======== AVAILABLE DATA

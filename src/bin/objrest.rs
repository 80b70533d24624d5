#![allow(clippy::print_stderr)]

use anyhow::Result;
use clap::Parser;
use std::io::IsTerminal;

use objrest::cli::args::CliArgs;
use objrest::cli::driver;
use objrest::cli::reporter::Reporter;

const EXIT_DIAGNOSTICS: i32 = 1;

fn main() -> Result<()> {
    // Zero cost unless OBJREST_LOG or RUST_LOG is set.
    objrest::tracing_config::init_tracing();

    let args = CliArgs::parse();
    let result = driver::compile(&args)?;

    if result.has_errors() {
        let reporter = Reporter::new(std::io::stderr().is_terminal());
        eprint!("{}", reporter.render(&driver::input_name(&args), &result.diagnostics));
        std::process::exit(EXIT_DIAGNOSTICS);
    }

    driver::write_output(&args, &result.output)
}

================

Output nothing but the lines from the one that contains "std::process::exit(EXIT_DIAGNOSTICS);" through the final line of the entries above, exactly as they appear.

ANSWER TO THIS TASK
        std::process::exit(EXIT_DIAGNOSTICS);
    }

    driver::write_output(&args, &result.output)
}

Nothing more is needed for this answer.